TRY IT: Look through the lines below and extract each one that contains "matches".

------ DATA FOR PROCESSING ------

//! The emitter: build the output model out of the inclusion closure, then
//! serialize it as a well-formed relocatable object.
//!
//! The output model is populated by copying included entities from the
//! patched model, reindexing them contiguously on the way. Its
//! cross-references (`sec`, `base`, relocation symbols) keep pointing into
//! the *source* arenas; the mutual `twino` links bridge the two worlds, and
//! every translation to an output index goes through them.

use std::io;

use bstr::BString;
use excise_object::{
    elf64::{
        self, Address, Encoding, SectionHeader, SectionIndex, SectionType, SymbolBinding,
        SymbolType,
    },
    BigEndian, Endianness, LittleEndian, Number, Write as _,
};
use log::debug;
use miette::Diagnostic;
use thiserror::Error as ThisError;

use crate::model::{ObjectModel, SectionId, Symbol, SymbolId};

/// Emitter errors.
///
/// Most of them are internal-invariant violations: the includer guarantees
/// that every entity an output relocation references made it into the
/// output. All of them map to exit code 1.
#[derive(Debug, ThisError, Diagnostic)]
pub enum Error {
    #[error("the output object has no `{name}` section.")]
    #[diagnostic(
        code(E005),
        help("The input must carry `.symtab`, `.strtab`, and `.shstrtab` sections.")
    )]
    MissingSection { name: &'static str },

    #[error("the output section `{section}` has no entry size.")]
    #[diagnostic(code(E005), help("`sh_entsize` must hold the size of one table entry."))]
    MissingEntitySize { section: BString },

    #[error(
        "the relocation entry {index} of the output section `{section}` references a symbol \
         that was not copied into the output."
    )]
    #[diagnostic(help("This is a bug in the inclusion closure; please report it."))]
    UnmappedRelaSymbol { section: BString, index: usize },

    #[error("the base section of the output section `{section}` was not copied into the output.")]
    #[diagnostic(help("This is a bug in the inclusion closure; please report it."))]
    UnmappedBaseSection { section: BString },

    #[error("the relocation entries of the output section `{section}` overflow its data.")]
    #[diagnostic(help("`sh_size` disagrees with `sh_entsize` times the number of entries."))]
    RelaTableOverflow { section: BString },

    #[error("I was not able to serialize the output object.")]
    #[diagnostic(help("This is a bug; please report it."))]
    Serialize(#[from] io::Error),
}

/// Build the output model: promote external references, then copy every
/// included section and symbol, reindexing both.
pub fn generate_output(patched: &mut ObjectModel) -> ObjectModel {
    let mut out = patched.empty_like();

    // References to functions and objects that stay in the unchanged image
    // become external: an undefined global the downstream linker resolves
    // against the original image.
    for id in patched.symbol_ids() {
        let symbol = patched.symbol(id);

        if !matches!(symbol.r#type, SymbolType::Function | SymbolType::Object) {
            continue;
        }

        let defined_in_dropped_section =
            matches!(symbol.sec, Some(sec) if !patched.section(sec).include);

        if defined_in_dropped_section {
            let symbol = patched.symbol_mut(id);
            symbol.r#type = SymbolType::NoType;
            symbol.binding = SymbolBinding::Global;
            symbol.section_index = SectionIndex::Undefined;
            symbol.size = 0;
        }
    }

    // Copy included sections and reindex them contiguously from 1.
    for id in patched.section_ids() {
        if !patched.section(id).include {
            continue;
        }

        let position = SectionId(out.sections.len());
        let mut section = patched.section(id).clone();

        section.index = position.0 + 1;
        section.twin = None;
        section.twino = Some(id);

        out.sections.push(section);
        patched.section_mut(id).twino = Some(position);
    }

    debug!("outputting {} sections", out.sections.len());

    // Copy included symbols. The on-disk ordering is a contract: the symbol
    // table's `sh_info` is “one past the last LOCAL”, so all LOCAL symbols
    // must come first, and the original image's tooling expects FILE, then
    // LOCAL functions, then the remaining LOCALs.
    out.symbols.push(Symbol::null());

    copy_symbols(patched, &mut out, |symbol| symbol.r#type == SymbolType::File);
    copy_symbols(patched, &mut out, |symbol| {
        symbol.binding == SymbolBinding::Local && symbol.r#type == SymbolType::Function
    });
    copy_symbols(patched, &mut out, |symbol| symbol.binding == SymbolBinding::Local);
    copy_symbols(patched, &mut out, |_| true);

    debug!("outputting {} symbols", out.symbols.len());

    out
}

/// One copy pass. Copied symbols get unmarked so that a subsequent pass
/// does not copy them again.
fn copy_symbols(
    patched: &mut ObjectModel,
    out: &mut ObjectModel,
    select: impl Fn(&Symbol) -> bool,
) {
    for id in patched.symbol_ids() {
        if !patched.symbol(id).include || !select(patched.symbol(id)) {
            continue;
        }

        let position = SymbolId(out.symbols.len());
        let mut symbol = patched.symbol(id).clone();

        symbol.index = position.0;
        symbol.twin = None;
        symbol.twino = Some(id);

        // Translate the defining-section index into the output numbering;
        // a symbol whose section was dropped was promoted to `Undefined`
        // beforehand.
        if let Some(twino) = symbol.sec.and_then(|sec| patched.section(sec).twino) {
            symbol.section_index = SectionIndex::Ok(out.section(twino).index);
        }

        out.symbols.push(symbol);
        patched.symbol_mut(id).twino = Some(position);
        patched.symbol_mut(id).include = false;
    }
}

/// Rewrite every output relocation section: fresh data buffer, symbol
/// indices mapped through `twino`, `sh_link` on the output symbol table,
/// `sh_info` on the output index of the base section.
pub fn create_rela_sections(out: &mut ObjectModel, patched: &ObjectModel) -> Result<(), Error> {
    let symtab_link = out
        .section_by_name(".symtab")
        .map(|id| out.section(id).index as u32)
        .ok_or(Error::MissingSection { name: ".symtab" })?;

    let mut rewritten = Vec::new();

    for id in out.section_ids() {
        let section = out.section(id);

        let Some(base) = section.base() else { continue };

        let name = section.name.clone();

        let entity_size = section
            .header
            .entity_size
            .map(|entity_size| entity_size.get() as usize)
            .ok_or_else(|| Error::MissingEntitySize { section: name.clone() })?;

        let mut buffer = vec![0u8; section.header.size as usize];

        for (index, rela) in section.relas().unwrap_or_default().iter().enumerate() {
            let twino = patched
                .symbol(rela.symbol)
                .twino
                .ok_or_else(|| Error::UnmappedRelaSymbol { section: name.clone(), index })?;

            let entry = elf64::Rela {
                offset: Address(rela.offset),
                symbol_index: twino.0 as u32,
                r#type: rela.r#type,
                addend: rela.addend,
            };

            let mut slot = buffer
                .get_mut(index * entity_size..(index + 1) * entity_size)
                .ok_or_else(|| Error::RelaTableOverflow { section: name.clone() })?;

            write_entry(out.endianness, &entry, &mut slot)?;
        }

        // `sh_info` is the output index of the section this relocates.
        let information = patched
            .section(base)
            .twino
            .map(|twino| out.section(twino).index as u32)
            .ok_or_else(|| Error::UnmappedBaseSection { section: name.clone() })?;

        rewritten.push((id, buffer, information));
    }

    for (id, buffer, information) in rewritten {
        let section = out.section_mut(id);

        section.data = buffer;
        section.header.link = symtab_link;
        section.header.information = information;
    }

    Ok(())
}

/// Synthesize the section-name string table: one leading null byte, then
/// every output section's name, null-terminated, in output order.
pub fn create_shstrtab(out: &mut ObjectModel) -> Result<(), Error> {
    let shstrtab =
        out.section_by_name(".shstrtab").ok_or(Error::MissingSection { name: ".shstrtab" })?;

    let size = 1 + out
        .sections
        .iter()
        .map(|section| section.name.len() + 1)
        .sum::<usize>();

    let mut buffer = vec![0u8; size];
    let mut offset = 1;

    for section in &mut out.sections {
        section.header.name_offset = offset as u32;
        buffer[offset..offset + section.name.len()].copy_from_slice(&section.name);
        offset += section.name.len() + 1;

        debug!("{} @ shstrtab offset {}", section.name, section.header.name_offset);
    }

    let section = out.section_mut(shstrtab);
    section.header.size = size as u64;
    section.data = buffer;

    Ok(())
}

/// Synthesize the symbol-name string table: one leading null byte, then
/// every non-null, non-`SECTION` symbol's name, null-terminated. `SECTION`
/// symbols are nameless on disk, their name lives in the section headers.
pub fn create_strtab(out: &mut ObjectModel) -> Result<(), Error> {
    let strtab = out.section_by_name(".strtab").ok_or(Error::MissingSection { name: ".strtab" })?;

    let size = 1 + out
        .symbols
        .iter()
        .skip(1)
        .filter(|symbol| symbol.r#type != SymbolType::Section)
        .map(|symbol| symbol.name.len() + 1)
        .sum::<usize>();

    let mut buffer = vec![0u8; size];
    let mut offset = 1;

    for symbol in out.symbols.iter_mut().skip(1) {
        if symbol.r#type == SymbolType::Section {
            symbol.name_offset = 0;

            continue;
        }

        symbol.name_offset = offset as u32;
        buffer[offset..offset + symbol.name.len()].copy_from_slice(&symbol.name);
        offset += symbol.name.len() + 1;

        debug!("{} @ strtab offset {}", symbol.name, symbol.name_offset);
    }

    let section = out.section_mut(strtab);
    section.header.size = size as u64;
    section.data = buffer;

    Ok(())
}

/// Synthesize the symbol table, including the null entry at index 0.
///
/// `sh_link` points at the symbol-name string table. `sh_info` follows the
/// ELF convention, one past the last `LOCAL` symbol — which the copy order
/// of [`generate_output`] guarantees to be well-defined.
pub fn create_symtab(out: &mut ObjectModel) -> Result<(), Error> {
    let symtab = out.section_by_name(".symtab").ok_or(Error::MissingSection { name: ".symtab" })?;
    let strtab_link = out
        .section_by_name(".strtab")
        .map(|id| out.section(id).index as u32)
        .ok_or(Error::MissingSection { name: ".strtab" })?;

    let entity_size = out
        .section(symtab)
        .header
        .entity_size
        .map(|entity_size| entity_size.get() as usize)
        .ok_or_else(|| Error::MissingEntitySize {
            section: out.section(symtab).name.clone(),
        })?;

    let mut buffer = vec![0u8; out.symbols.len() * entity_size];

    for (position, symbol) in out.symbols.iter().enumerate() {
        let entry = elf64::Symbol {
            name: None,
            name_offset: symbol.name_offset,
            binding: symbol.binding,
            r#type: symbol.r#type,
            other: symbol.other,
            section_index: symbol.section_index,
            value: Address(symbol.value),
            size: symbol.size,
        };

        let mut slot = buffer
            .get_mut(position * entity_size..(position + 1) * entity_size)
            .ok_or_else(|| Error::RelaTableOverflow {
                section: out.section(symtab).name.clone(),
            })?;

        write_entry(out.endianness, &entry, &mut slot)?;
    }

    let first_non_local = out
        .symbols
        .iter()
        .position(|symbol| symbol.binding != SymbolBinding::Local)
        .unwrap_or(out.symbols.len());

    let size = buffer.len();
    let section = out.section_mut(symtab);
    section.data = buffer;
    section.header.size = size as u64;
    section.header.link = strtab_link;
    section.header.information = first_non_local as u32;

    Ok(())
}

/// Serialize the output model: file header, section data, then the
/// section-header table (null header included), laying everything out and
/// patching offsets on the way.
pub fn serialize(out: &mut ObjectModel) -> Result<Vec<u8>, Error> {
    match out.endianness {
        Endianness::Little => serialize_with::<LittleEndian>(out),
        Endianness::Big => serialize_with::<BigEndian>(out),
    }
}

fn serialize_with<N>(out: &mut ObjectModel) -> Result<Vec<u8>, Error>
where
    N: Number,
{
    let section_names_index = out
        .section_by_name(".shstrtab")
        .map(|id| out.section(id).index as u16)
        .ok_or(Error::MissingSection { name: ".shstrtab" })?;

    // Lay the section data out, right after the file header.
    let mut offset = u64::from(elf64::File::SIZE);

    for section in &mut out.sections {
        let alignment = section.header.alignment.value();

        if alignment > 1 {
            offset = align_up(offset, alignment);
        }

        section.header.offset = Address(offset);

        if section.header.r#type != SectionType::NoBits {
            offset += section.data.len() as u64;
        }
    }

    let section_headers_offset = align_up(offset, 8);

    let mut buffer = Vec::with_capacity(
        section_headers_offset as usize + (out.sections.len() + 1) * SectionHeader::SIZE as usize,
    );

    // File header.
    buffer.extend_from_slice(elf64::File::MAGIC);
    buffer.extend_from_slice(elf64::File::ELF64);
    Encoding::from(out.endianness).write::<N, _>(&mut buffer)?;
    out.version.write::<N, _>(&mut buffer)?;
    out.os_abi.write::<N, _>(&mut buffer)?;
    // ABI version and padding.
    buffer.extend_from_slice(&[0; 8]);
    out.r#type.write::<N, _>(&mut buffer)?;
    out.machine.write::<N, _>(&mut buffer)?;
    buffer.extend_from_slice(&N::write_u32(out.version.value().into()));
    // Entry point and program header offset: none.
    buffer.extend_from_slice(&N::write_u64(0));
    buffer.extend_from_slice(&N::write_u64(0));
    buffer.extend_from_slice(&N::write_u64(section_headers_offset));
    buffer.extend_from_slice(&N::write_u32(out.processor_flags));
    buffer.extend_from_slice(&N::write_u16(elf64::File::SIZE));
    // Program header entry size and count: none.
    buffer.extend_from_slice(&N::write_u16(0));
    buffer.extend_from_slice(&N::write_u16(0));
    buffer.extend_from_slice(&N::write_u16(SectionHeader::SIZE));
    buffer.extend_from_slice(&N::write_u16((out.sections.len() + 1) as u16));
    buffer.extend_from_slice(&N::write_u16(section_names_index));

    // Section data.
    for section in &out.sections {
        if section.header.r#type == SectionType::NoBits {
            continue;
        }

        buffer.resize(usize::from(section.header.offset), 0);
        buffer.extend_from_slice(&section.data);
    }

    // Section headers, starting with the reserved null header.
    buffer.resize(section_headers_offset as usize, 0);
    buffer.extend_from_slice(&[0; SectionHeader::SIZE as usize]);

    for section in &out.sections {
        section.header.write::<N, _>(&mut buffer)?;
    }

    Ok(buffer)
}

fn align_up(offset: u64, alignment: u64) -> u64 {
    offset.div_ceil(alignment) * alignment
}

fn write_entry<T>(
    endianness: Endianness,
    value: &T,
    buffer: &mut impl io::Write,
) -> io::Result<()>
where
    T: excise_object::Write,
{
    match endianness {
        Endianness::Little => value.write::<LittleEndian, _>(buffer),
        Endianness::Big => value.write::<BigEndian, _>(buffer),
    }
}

------
------ DATA FOR PROCESSING ------

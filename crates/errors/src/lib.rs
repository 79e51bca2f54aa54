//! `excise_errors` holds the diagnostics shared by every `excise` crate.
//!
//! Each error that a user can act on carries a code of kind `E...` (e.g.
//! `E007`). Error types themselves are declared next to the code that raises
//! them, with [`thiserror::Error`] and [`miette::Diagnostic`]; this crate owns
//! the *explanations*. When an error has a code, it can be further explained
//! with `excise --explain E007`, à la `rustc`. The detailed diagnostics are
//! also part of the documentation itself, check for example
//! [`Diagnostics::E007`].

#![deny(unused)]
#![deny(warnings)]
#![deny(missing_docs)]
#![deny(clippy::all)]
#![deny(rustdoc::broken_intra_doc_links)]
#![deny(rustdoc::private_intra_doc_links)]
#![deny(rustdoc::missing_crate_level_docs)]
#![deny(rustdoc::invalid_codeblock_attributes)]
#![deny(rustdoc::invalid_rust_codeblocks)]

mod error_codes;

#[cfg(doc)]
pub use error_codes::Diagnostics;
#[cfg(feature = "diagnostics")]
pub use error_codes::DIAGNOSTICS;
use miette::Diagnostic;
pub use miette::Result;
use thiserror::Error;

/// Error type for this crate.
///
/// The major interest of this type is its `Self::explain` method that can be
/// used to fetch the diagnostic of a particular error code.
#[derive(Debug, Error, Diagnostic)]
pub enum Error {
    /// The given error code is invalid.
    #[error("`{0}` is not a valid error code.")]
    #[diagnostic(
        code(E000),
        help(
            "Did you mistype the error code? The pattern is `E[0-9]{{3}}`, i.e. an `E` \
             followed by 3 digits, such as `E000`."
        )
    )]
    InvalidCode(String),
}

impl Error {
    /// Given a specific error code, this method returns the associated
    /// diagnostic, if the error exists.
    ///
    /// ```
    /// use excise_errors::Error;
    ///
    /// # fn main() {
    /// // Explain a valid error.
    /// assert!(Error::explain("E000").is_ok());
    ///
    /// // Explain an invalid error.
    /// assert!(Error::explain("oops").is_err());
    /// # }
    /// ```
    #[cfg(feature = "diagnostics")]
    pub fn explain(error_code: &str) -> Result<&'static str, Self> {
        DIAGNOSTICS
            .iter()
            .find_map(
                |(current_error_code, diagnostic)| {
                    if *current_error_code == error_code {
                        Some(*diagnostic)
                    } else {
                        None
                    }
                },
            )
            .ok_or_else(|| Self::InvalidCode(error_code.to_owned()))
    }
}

------

RESPONSE AREA:
        if !matches!(symbol.r#type, SymbolType::Function | SymbolType::Object) {
            matches!(symbol.sec, Some(sec) if !patched.section(sec).include);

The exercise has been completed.